Start of Block
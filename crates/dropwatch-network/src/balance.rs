// ERC-20 balance reads over JSON-RPC.
//
// Each read is a single `eth_call` of `balanceOf(address)` against the
// `latest` block. No retry: a failed read is reported once and the caller
// decides whether to refresh again.

use crate::error::ReadError;
use async_trait::async_trait;
use dropwatch_core::{Address, BalanceQuery, TokenAmount};
use serde::Deserialize;
use std::sync::atomic::{AtomicU64, Ordering};
use tracing::debug;

/// `keccak256("balanceOf(address)")[..4]`
pub const BALANCE_OF_SELECTOR: [u8; 4] = [0x70, 0xa0, 0x82, 0x31];

#[async_trait]
pub trait BalanceReader: Send + Sync {
    /// Current token balance for one query.
    async fn balance_of(&self, query: &BalanceQuery) -> Result<TokenAmount, ReadError>;
}

/// Call data for `balanceOf(holder)`: selector followed by one ABI word.
pub fn encode_balance_of(holder: &Address) -> String {
    let mut data = Vec::with_capacity(36);
    data.extend_from_slice(&BALANCE_OF_SELECTOR);
    data.extend_from_slice(&holder.to_abi_word());
    format!("0x{}", hex::encode(data))
}

/// Decode the first 32-byte word of an `eth_call` result as a `uint256`.
pub fn decode_uint256(result: &str) -> Result<TokenAmount, ReadError> {
    let body = result
        .strip_prefix("0x")
        .ok_or_else(|| ReadError::Malformed(format!("result '{}' is not 0x-prefixed", result)))?;
    if body.is_empty() {
        return Err(ReadError::EmptyResult);
    }
    let bytes = hex::decode(body)
        .map_err(|e| ReadError::Malformed(format!("result is not hex: {}", e)))?;
    if bytes.len() < 32 {
        return Err(ReadError::Malformed(format!(
            "result is {} bytes, expected 32",
            bytes.len()
        )));
    }

    let word = &bytes[..32];
    if word[..16].iter().any(|b| *b != 0) {
        return Err(ReadError::Overflow);
    }
    let mut low = [0u8; 16];
    low.copy_from_slice(&word[16..]);
    Ok(TokenAmount::from_units(u128::from_be_bytes(low)))
}

#[derive(Debug, Deserialize)]
struct RpcResponse {
    #[serde(default)]
    result: Option<String>,
    #[serde(default)]
    error: Option<RpcErrorObject>,
}

#[derive(Debug, Deserialize)]
struct RpcErrorObject {
    code: i64,
    message: String,
}

/// Reads balances from any Ethereum-compatible JSON-RPC endpoint.
pub struct JsonRpcBalanceReader {
    client: reqwest::Client,
    next_id: AtomicU64,
}

impl JsonRpcBalanceReader {
    pub fn new(client: reqwest::Client) -> Self {
        Self {
            client,
            next_id: AtomicU64::new(1),
        }
    }
}

#[async_trait]
impl BalanceReader for JsonRpcBalanceReader {
    async fn balance_of(&self, query: &BalanceQuery) -> Result<TokenAmount, ReadError> {
        let id = self.next_id.fetch_add(1, Ordering::Relaxed);
        let request = serde_json::json!({
            "jsonrpc": "2.0",
            "id": id,
            "method": "eth_call",
            "params": [
                {
                    "to": query.token.to_string(),
                    "data": encode_balance_of(&query.holder),
                },
                "latest"
            ]
        });

        debug!(
            kind = %query.kind,
            network = %query.network,
            token = %query.token,
            holder = %query.holder,
            "eth_call balanceOf"
        );

        let response = self
            .client
            .post(&query.endpoint)
            .json(&request)
            .send()
            .await?;
        if !response.status().is_success() {
            return Err(ReadError::Status(response.status().as_u16()));
        }

        let text = response.text().await?;
        let parsed: RpcResponse = serde_json::from_str(&text)?;
        if let Some(err) = parsed.error {
            return Err(ReadError::Rpc {
                code: err.code,
                message: err.message,
            });
        }
        let result = parsed
            .result
            .ok_or_else(|| ReadError::MissingField("result".to_string()))?;
        decode_uint256(&result)
    }
}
End of Block
## Exercise aim
Search the data and copy each line containing "network".

## Solution
filename crates/dropwatch-network/src/balance.rs
            network = %query.network,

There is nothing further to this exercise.